To: carranza2 who wrote ( 84243)12/7/2011 6:08:05 PM

From: TobagoJack1 Recommendation of 84263 all is taken into account, we wait for rapture. we wait for gold

just in in-tray

From: H
Sent: Thursday, December 8, 2011 2:39 AM
Subject: Re: A question about Euroland

It's not doable. You can deduct Greece from your total btw. - Greece is toast. It now costs $9.95 million to insure $10 m in Greek debt. That kind of speaks for itself. It's a complete wipeout.

Timmy likely proposed to inflate, and very likely (since his concerns seemed allayed) he was told that as soon as the new steps toward 'FU' are taken, there will be inflation.

What else? No-one wants to see this whole enchilada blow up while they're still in office, so every delaying tactic in the book will be tried.

On Wed, Dec 7, 2011 at 2:11 AM, R wrote:

OK, I did some quick and dirty calculations, using data that I found here:
en.wikipedia.org

I am assuming that the originally upon limitations are satisfactory to Merkel, then the short fall would be whatever the actual debt and the deficits minus 60% of GDP and 3% of the budget for each country. The data I have is for 2010.

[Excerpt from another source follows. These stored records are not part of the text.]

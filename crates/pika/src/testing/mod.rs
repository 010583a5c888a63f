//! # Testing Utilities
//!
//! Grammar fixtures and input generators shared by the crate's tests,
//! benches and fuzz targets.
//!
//! ## Fixtures
//!
//! Each fixture builds a small, well-known grammar:
//!
//! - [`arithmetic_grammar`]: left-recursive sums of integers
//! - [`precedence_grammar`]: `+`, `*` and parentheses via precedence levels
//! - [`word_list_grammar`]: space-separated words with a lexical rule
//!
//! ## Property-Based Testing
//!
//! [`InputGenerator`] produces strings that follow a rule's structure, which
//! make better `proptest` inputs than uniformly random text.

pub mod generators;

pub use generators::*;

use crate::grammar::{Expr, Grammar, GrammarBuilder};

/// `Sum <- add:(Sum '+' Num) / Num` and `Num <- [0-9]+`, labeled `num`.
///
/// # Panics
/// Never; the grammar is fixed and valid.
#[must_use]
pub fn arithmetic_grammar() -> Grammar {
    GrammarBuilder::new()
        .rule(
            "Sum",
            Expr::first([
                Expr::label(
                    "add",
                    Expr::seq([Expr::rule("Sum"), Expr::char('+'), Expr::rule("Num")]),
                ),
                Expr::rule("Num"),
            ]),
        )
        .rule(
            "Num",
            Expr::label("num", Expr::one_or_more(Expr::char_range('0', '9'))),
        )
        .build()
        .unwrap_or_else(|e| panic!("arithmetic fixture failed to compile: {e}"))
}

/// Three precedence levels of `E`:
///
/// ```text
/// E[0] <- add:(E '+' E[1])
/// E[1] <- mul:(E[1] '*' E[2]) / E[2]
/// E[2] <- '(' E ')' / num:[0-9]+
/// ```
///
/// # Panics
/// Never; the grammar is fixed and valid.
#[must_use]
pub fn precedence_grammar() -> Grammar {
    GrammarBuilder::new()
        .rule_with_precedence(
            "E",
            0,
            Expr::label(
                "add",
                Expr::seq([Expr::rule("E"), Expr::char('+'), Expr::rule("E[1]")]),
            ),
        )
        .rule_with_precedence(
            "E",
            1,
            Expr::first([
                Expr::label(
                    "mul",
                    Expr::seq([Expr::rule("E[1]"), Expr::char('*'), Expr::rule("E[2]")]),
                ),
                Expr::rule("E[2]"),
            ]),
        )
        .rule_with_precedence(
            "E",
            2,
            Expr::first([
                Expr::seq([Expr::char('('), Expr::rule("E"), Expr::char(')')]),
                Expr::label("num", Expr::one_or_more(Expr::char_range('0', '9'))),
            ]),
        )
        .build()
        .unwrap_or_else(|e| panic!("precedence fixture failed to compile: {e}"))
}

/// Lowercase words separated by spaces, seeded only at lexeme boundaries.
///
/// ```text
/// Words  <- Word (' '+ Word)*
/// Word   <- word:[a-z]+
/// Lexeme <- Word / ' '+
/// ```
///
/// # Panics
/// Never; the grammar is fixed and valid.
#[must_use]
pub fn word_list_grammar() -> Grammar {
    let spaces = || Expr::one_or_more(Expr::char(' '));
    GrammarBuilder::new()
        .rule(
            "Words",
            Expr::seq([
                Expr::rule("Word"),
                Expr::zero_or_more(Expr::seq([spaces(), Expr::rule("Word")])),
            ]),
        )
        .rule(
            "Word",
            Expr::label("word", Expr::one_or_more(Expr::char_range('a', 'z'))),
        )
        .rule("Lexeme", Expr::first([Expr::rule("Word"), spaces()]))
        .lexical_rule("Lexeme")
        .build()
        .unwrap_or_else(|e| panic!("word list fixture failed to compile: {e}"))
}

For the PIIGS, the debt short fall is $1.617 trillion and the budget deficit is $218 billion.

So if we just isolate these 5 countries, all they need is $218 billion to kick the can down the road for now, then they need to try to work off that $1.617 trillion over time. Is that doable?

Looking at France, they are not is great shape. Their debt short fall is $556 billion and budget deficit shortfall is $102 billion. No wonder Sarkozy fought hard against fiscal discipline.

This is a tough one, I am sure glad Geithner is over there getting it all sorted out.

On Tue, Dec 6, 2011 at 6:11 AM, R wrote:

Has anyone seen the calculations?

If Merkel's push to have some type of ironclad formula, restricting the percent of deficit each government is allowed, how much would each country have to cut their budgets by in order to meet this requirement?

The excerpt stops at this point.